Your answer should be the lines from the start of the records through the line with "pub fn as_i64(&self)", copied word for word.
━━━━━ DATA FOR ANALYSIS ━━━━━
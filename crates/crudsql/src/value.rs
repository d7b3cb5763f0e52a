//! Decoded column values and records.

use serde::Serialize;
use serde::ser::SerializeMap;
use std::fmt;

/// A dynamically typed column value.
#[derive(Debug, Clone, PartialEq, Serialize)]
#[serde(untagged)]
pub enum Value {
    Null,
    Bool(bool),
    Int(i64),
    Float(f64),
    Text(String),
}

impl Value {
    pub fn is_null(&self) -> bool {
        matches!(self, Value::Null)
    }

    pub fn as_bool(&self) -> Option<bool> {
        match self {
            Value::Bool(b) => Some(*b),
            _ => None,
        }
    }

    pub fn as_i64(&self) -> Option<i64> {
        match self {
            Value::Int(v) => Some(*v),
            _ => None,
        }
    }

    /// Floats, and integers widened to `f64`.
    pub fn as_f64(&self) -> Option<f64> {
        match self {
            Value::Float(v) => Some(*v),
            Value::Int(v) => Some(*v as f64),
            _ => None,
        }
    }

    pub fn as_str(&self) -> Option<&str> {
        match self {
            Value::Text(s) => Some(s),
            _ => None,
        }
    }
}

impl fmt::Display for Value {
    fn fmt(&self, f: &mut fmt::Formatter<'_>) -> fmt::Result {
        match self {
            Value::Null => f.write_str("NULL"),
            Value::Bool(b) => write!(f, "{b}"),
            Value::Int(v) => write!(f, "{v}"),
            Value::Float(v) => write!(f, "{v}"),
            Value::Text(s) => f.write_str(s),
        }
    }
}

impl From<bool> for Value {
    fn from(v: bool) -> Self {
        Value::Bool(v)
    }
}

impl From<i64> for Value {
    fn from(v: i64) -> Self {
        Value::Int(v)
    }
}

impl From<f64> for Value {
    fn from(v: f64) -> Self {
        Value::Float(v)
    }
}

impl From<String> for Value {
    fn from(v: String) -> Self {
        Value::Text(v)
    }
}

impl From<&str> for Value {
    fn from(v: &str) -> Self {
        Value::Text(v.to_string())
    }
}

impl<T: Into<Value>> From<Option<T>> for Value {
    fn from(v: Option<T>) -> Self {
        v.map(Into::into).unwrap_or(Value::Null)
    }
}

/// One decoded row: column name → value, in result-column order.
///
/// Serializes as a JSON object whose keys keep the column order.
#[derive(Debug, Clone, Default, PartialEq)]
pub struct Record {
    entries: Vec<(String, Value)>,
}

impl Record {
    pub fn new() -> Self {
        Self::default()
    }

    pub fn with_capacity(capacity: usize) -> Self {
        Self {
            entries: Vec::with_capacity(capacity),
        }
    }

    /// Insert a column value.
    ///
    /// A column name that is already present keeps its position and takes the new value,
    /// which is what happens when a join selects two columns with the same name.
    pub fn insert(&mut self, column: impl Into<String>, value: Value) {
        let column = column.into();
        match self.entries.iter_mut().find(|(name, _)| *name == column) {
            Some((_, slot)) => *slot = value,
            None => self.entries.push((column, value)),
        }
    }

    pub fn get(&self, column: &str) -> Option<&Value> {
        self.entries
            .iter()
            .find(|(name, _)| name == column)
            .map(|(_, value)| value)
    }

    pub fn contains(&self, column: &str) -> bool {
        self.get(column).is_some()
    }

    /// Column names in order.
    pub fn columns(&self) -> impl Iterator<Item = &str> {
        self.entries.iter().map(|(name, _)| name.as_str())
    }

    pub fn iter(&self) -> impl Iterator<Item = (&str, &Value)> {
        self.entries.iter().map(|(name, value)| (name.as_str(), value))
    }

    pub fn len(&self) -> usize {
        self.entries.len()
    }

    pub fn is_empty(&self) -> bool {
        self.entries.is_empty()
    }

    /// Convert into a `serde_json` object.
    pub fn into_json(self) -> serde_json::Value {
        let map = self
            .entries
            .into_iter()
            .map(|(name, value)| {
                let json = match value {
                    Value::Null => serde_json::Value::Null,
                    Value::Bool(b) => serde_json::Value::Bool(b),
                    Value::Int(v) => serde_json::Value::from(v),
                    Value::Float(v) => serde_json::Value::from(v),
                    Value::Text(s) => serde_json::Value::String(s),
                };
                (name, json)
            })
            .collect();
        serde_json::Value::Object(map)
    }
}

impl Serialize for Record {
    fn serialize<S: serde::Serializer>(&self, serializer: S) -> Result<S::Ok, S::Error> {
        let mut map = serializer.serialize_map(Some(self.entries.len()))?;
        for (name, value) in &self.entries {
            map.serialize_entry(name, value)?;
        }
        map.end()
    }
}

impl IntoIterator for Record {
    type Item = (String, Value);
    type IntoIter = std::vec::IntoIter<(String, Value)>;

    fn into_iter(self) -> Self::IntoIter {
        self.entries.into_iter()
    }
}

impl<K: Into<String>> FromIterator<(K, Value)> for Record {
    fn from_iter<I: IntoIterator<Item = (K, Value)>>(iter: I) -> Self {
        let mut record = Record::new();
        for (name, value) in iter {
            record.insert(name, value);
        }
        record
    }
}

#[cfg(test)]
mod tests {
    use super::*;

    #[test]
    fn keeps_column_order() {
        let record: Record = [
            ("zeta", Value::Int(1)),
            ("alpha", Value::Text("a".into())),
            ("mid", Value::Null),
        ]
        .into_iter()
        .collect();

        assert_eq!(record.columns().collect::<Vec<_>>(), ["zeta", "alpha", "mid"]);
        assert_eq!(
            serde_json::to_string(&record).unwrap(),
            r#"{"zeta":1,"alpha":"a","mid":null}"#
        );
    }

    #[test]
    fn duplicate_column_overwrites_in_place() {
        let mut record = Record::new();
        record.insert("id", Value::Int(1));
        record.insert("name", Value::from("alice"));
        record.insert("id", Value::Int(7));

        assert_eq!(record.len(), 2);
        assert_eq!(record.get("id"), Some(&Value::Int(7)));
        assert_eq!(record.columns().next(), Some("id"));
    }

    #[test]
    fn accessors_match_variants() {
        assert_eq!(Value::Int(3).as_f64(), Some(3.0));
        assert_eq!(Value::Float(2.5).as_i64(), None);
        assert_eq!(Value::from(Some(true)).as_bool(), Some(true));
        assert!(Value::from(None::<i64>).is_null());
        assert_eq!(Value::Text("x".into()).to_string(), "x");
    }

    #[test]
    fn into_json_preserves_values() {
        let mut record = Record::new();
        record.insert("ok", Value::Bool(true));
        record.insert("ratio", Value::Float(0.5));
        let json = record.into_json();
        assert_eq!(json["ok"], serde_json::Value::Bool(true));
        assert_eq!(json["ratio"], serde_json::json!(0.5));
    }

    #[test]
    fn into_json_keeps_column_order() {
        let mut record = Record::new();
        record.insert("zeta", Value::Int(1));
        record.insert("alpha", Value::Int(2));
        let json = record.into_json();

        let keys: Vec<&str> = json
            .as_object()
            .unwrap()
            .keys()
            .map(String::as_str)
            .collect();
        assert_eq!(keys, ["zeta", "alpha"]);
        assert_eq!(serde_json::to_string(&json).unwrap(), r#"{"zeta":1,"alpha":2}"#);
    }
}
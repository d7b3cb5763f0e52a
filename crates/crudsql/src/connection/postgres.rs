use super::{ConnectionDescriptor, Connector};
use crate::client::Executor;
use crate::error::{DbError, DbResult};
use crate::literal::SqlValue;
use crate::logger::Logger;
use std::sync::Arc;
use tokio::task::JoinHandle;
use tokio_postgres::types::ToSql;
use tokio_postgres::{Client, NoTls, Row};

/// Plain-TCP PostgreSQL connector.
#[derive(Debug, Clone, Copy, Default)]
pub struct PgConnector;

impl Connector for PgConnector {
    type Conn = PgConnection;

    async fn open(
        &self,
        descriptor: &ConnectionDescriptor,
        logger: &Arc<dyn Logger>,
    ) -> DbResult<PgConnection> {
        let (client, connection) = descriptor
            .to_pg_config()
            .connect(NoTls)
            .await
            .map_err(|e| DbError::connection(e.to_string()))?;

        let logger = Arc::clone(logger);
        let driver = tokio::spawn(async move {
            if let Err(e) = connection.await {
                logger.error("Connection closed with error", Some(&e));
            }
        });

        Ok(PgConnection { client, driver })
    }
}

/// A single `tokio-postgres` connection.
///
/// Owns the task driving the socket. [`Executor::close`] waits for that task to send
/// `Terminate` and finish; a connection that is only dropped finishes in the background.
pub struct PgConnection {
    client: Client,
    driver: JoinHandle<()>,
}

impl PgConnection {
    pub fn client(&self) -> &Client {
        &self.client
    }
}

fn param_refs(params: &[SqlValue]) -> Vec<&(dyn ToSql + Sync)> {
    params.iter().map(|p| p as &(dyn ToSql + Sync)).collect()
}

impl Executor for PgConnection {
    type Row = Row;

    async fn query(&self, sql: &str, params: &[SqlValue]) -> DbResult<Vec<Row>> {
        let params = param_refs(params);
        self.client
            .query(sql, &params)
            .await
            .map_err(DbError::from_db_error)
    }

    async fn execute(&self, sql: &str, params: &[SqlValue]) -> DbResult<u64> {
        let params = param_refs(params);
        self.client
            .execute(sql, &params)
            .await
            .map_err(DbError::from_db_error)
    }

    async fn ping(&self) -> DbResult<()> {
        self.client
            .simple_query("SELECT 1")
            .await
            .map(|_| ())
            .map_err(|e| DbError::connection(e.to_string()))
    }

    async fn close(self) {
        let PgConnection { client, driver } = self;
        drop(client);
        let _ = driver.await;
    }
}
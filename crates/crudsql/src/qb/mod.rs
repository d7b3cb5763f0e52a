//! Statement builders for the four CRUD verbs.
//!
//! Identifiers, join clauses and conditions are trusted SQL text and are copied verbatim.
//! Values go through [`SqlValue`](crate::SqlValue): rendered inline as literals, or replaced by
//! `$n` placeholders and collected as parameters, depending on [`ValueMode`].
//!
//! # Usage
//!
//! ```
//! use crudsql::qb::{self, SqlQb};
//! use crudsql::ValueMode;
//!
//! let stmt = qb::update("users", &["name", "age"], &["alice", "30"]).condition("id = 1");
//! assert_eq!(stmt.to_sql(), "UPDATE users SET name='alice',age=30 WHERE id = 1");
//!
//! let built = stmt.build(ValueMode::Bind).unwrap();
//! assert_eq!(built.sql, "UPDATE users SET name=$1,age=$2 WHERE id = 1");
//! assert_eq!(built.params.len(), 2);
//! ```

mod delete;
mod insert;
mod param;
mod select;
mod traits;
mod update;

pub use delete::DeleteQb;
pub use insert::InsertQb;
pub use param::ParamList;
pub use select::SelectQb;
pub use traits::{BuiltStatement, SqlQb, ValueMode, Verb};
pub use update::UpdateQb;

use crate::error::{DbError, DbResult};
use crate::literal::{SqlValue, quote};

/// Create a SELECT builder.
pub fn select<S: AsRef<str>>(table: &str, columns: &[S]) -> SelectQb {
    SelectQb::new(table, columns)
}

/// Create an INSERT builder. Columns and values are paired by position.
pub fn insert<C: AsRef<str>, V: AsRef<str>>(table: &str, columns: &[C], values: &[V]) -> InsertQb {
    InsertQb::new(table, columns, values)
}

/// Create an UPDATE builder. Columns and values are paired by position.
pub fn update<C: AsRef<str>, V: AsRef<str>>(table: &str, columns: &[C], values: &[V]) -> UpdateQb {
    UpdateQb::new(table, columns, values)
}

/// Create a DELETE builder.
pub fn delete(table: &str) -> DeleteQb {
    DeleteQb::new(table)
}

/// How [`join_list`] treats each element.
#[derive(Debug, Clone, Copy, PartialEq, Eq, Default)]
pub enum Quoting {
    /// Copy elements verbatim (column lists).
    None,
    /// Single-quote every element that does not parse as an integer.
    #[default]
    Values,
}

/// Comma-join a list of strings.
///
/// In [`Quoting::Values`] mode every element that fails integer parsing is quoted, including
/// the string `NULL`; use [`SqlValue`] when `NULL` must stay a keyword.
///
/// ```
/// use crudsql::qb::{join_list, Quoting};
///
/// assert_eq!(join_list(&["id", "name"], Quoting::None), "id,name");
/// assert_eq!(join_list(&["1", "bob"], Quoting::Values), "1,'bob'");
/// ```
pub fn join_list<S: AsRef<str>>(items: &[S], quoting: Quoting) -> String {
    items
        .iter()
        .map(|item| {
            let item = item.as_ref();
            match quoting {
                Quoting::Values if item.parse::<i64>().is_err() => quote(item),
                _ => item.to_string(),
            }
        })
        .collect::<Vec<_>>()
        .join(",")
}

/// Build the `col=value,...` list of an UPDATE with inline literals.
///
/// Values are quoted unless they are integers or the `NULL` keyword.
///
/// ```
/// use crudsql::qb::set_clause;
///
/// let set = set_clause(&["name", "age", "nick"], &["bob", "42", "NULL"]).unwrap();
/// assert_eq!(set, "name='bob',age=42,nick=NULL");
/// ```
pub fn set_clause<C: AsRef<str>, V: AsRef<str>>(columns: &[C], values: &[V]) -> DbResult<String> {
    let values: Vec<SqlValue> = values.iter().map(|v| SqlValue::parse(v.as_ref())).collect();
    let mut params = ParamList::new(ValueMode::Inline);
    render_set(columns, &values, &mut params)
}

pub(crate) fn render_set<C: AsRef<str>>(
    columns: &[C],
    values: &[SqlValue],
    params: &mut ParamList,
) -> DbResult<String> {
    if columns.is_empty() || values.is_empty() {
        return Err(DbError::validation(
            "Columns and values must have at least one entry each",
        ));
    }
    if columns.len() != values.len() {
        return Err(DbError::validation(
            "Columns and values must have the same length",
        ));
    }

    let pairs: Vec<String> = columns
        .iter()
        .zip(values)
        .map(|(column, value)| format!("{}={}", column.as_ref(), params.render(value)))
        .collect();
    Ok(pairs.join(","))
}

pub(crate) fn to_owned_list<S: AsRef<str>>(items: &[S]) -> Vec<String> {
    items.iter().map(|s| s.as_ref().to_string()).collect()
}
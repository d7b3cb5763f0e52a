//! The [`CrudDb`] facade: one connection and one statement per call.

use crate::client::Executor;
use crate::connection::{ConnectionDescriptor, ConnectionFactory, Connector, PgConnector};
use crate::error::{DbError, DbResult};
use crate::logger::{Logger, TracingLogger};
use crate::qb::{self, BuiltStatement, SqlQb, ValueMode};
use crate::row::decode_rows;
use crate::validate::NO_CONDITION_SENTINEL;
use crate::value::Record;
use std::sync::Arc;

/// Settings shared by every operation of a [`CrudDb`].
#[derive(Debug, Clone, Copy, Default, PartialEq, Eq)]
pub struct DbOptions {
    value_mode: ValueMode,
    debug: bool,
}

impl DbOptions {
    pub fn new() -> Self {
        Self::default()
    }

    /// How values are placed into statements (default: bound parameters).
    pub fn value_mode(mut self, mode: ValueMode) -> Self {
        self.value_mode = mode;
        self
    }

    /// Log the executed SQL for every call, whatever the per-call flag says.
    pub fn debug(mut self, debug: bool) -> Self {
        self.debug = debug;
        self
    }

    pub fn mode(&self) -> ValueMode {
        self.value_mode
    }

    pub fn is_debug(&self) -> bool {
        self.debug
    }
}

/// Validated CRUD access to a single database.
///
/// Each operation validates its arguments, builds one statement, opens a fresh connection,
/// runs the statement and closes the connection before returning. Nothing is cached between
/// calls, so a `CrudDb` can be shared freely.
///
/// ```ignore
/// let db = CrudDb::new(ConnectionDescriptor::from_env()?);
///
/// db.insert("users", &["name", "age"], &["alice", "30"], false).await?;
/// let rows = db.select("users", &["id", "name"], None, Some("age > 18"), false).await?;
/// db.update("users", &["age"], &["31"], Some("name = 'alice'"), true).await?;
/// db.delete("users", Some("name = 'alice'"), false).await?;
/// ```
pub struct CrudDb<C: Connector = PgConnector> {
    factory: ConnectionFactory<C>,
    logger: Arc<dyn Logger>,
    options: DbOptions,
}

impl CrudDb<PgConnector> {
    /// PostgreSQL access logging through `tracing`.
    pub fn new(descriptor: ConnectionDescriptor) -> Self {
        Self::with_logger(descriptor, Arc::new(TracingLogger::new()))
    }

    pub fn with_logger(descriptor: ConnectionDescriptor, logger: Arc<dyn Logger>) -> Self {
        Self::with_connector(descriptor, PgConnector, logger)
    }
}

impl<C: Connector> CrudDb<C> {
    pub fn with_connector(
        descriptor: ConnectionDescriptor,
        connector: C,
        logger: Arc<dyn Logger>,
    ) -> Self {
        Self {
            factory: ConnectionFactory::new(Arc::new(descriptor), connector, logger.clone()),
            logger,
            options: DbOptions::default(),
        }
    }

    pub fn with_options(mut self, options: DbOptions) -> Self {
        self.options = options;
        self
    }

    pub fn options(&self) -> DbOptions {
        self.options
    }

    pub fn descriptor(&self) -> &ConnectionDescriptor {
        self.factory.descriptor()
    }

    /// Read rows.
    ///
    /// Without a join or condition the statement is exactly `SELECT <cols> FROM <table>`.
    /// A join requires a condition.
    pub async fn select<S: AsRef<str> + Sync>(
        &self,
        table: &str,
        columns: &[S],
        join: Option<&str>,
        condition: Option<&str>,
        debug: bool,
    ) -> DbResult<Vec<Record>> {
        let qb = qb::select(table, columns)
            .join_opt(join)
            .condition_opt(condition);
        let stmt = self.prepare(&qb)?;

        let conn = self.factory.connect().await?;
        let rows = conn.query(&stmt.sql, &stmt.params).await;
        conn.close().await;
        let rows = rows.inspect_err(|err| self.log_failure(&stmt, err))?;
        let records = decode_rows(&rows).inspect_err(|err| {
            self.logger
                .error("Impossible to read the result of the query", Some(err));
        })?;

        self.trace(&stmt, debug);
        Ok(records)
    }

    /// Insert one row. Returns the number of inserted rows.
    pub async fn insert<Col, Val>(
        &self,
        table: &str,
        columns: &[Col],
        values: &[Val],
        debug: bool,
    ) -> DbResult<u64>
    where
        Col: AsRef<str> + Sync,
        Val: AsRef<str> + Sync,
    {
        let stmt = self.prepare(&qb::insert(table, columns, values))?;
        self.run(&stmt, debug).await
    }

    /// Update the rows matching `condition`. A condition is required.
    pub async fn update<Col, Val>(
        &self,
        table: &str,
        columns: &[Col],
        values: &[Val],
        condition: Option<&str>,
        debug: bool,
    ) -> DbResult<u64>
    where
        Col: AsRef<str> + Sync,
        Val: AsRef<str> + Sync,
    {
        let qb = qb::update(table, columns, values).condition_opt(condition);
        let stmt = self.prepare(&qb)?;
        self.warn_sentinel(condition);
        self.run(&stmt, debug).await
    }

    /// Delete the rows matching `condition`. A condition is required.
    pub async fn delete(&self, table: &str, condition: Option<&str>, debug: bool) -> DbResult<u64> {
        let qb = qb::delete(table).condition_opt(condition);
        let stmt = self.prepare(&qb)?;
        self.warn_sentinel(condition);

        let affected = self.run(&stmt, debug).await?;
        self.logger
            .info(&format!("Deleting successful from {table}"));
        Ok(affected)
    }

    /// Open, ping and close a connection.
    pub async fn ping(&self) -> DbResult<()> {
        let conn = self.factory.connect().await?;
        conn.close().await;
        Ok(())
    }

    fn prepare<Q: SqlQb>(&self, qb: &Q) -> DbResult<BuiltStatement> {
        qb.validate()
            .and_then(|()| qb.build(self.options.value_mode))
            .inspect_err(|err| {
                self.logger.error(
                    &format!(
                        "Invalid {} on table '{}'",
                        qb.verb(),
                        qb.table()
                    ),
                    Some(err),
                );
            })
    }

    async fn run(&self, stmt: &BuiltStatement, debug: bool) -> DbResult<u64> {
        let conn = self.factory.connect().await?;
        let affected = conn.execute(&stmt.sql, &stmt.params).await;
        conn.close().await;
        let affected = affected.inspect_err(|err| self.log_failure(stmt, err))?;

        self.trace(stmt, debug);
        Ok(affected)
    }

    fn log_failure(&self, stmt: &BuiltStatement, err: &DbError) {
        self.logger
            .error(&format!("{} failed", stmt.verb), Some(err));
        self.logger.debug(&stmt.describe());
    }

    fn trace(&self, stmt: &BuiltStatement, debug: bool) {
        if debug || self.options.debug {
            self.logger.debug(&stmt.describe());
        }
    }

    fn warn_sentinel(&self, condition: Option<&str>) {
        if condition.map(str::trim) == Some(NO_CONDITION_SENTINEL) {
            self.logger.warn(
                "Condition \"-1\" has no special meaning and is sent to the database as written",
            );
        }
    }
}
━━━━━
## RESULT OF THE EXERCISE
filename crates/crudsql/src/value.rs
repository d7b3cb5763f0e52a
//! Decoded column values and records.

use serde::Serialize;
use serde::ser::SerializeMap;
use std::fmt;

/// A dynamically typed column value.
#[derive(Debug, Clone, PartialEq, Serialize)]
#[serde(untagged)]
pub enum Value {
    Null,
    Bool(bool),
    Int(i64),
    Float(f64),
    Text(String),
}

impl Value {
    pub fn is_null(&self) -> bool {
        matches!(self, Value::Null)
    }

    pub fn as_bool(&self) -> Option<bool> {
        match self {
            Value::Bool(b) => Some(*b),
            _ => None,
        }
    }

    pub fn as_i64(&self) -> Option<i64> {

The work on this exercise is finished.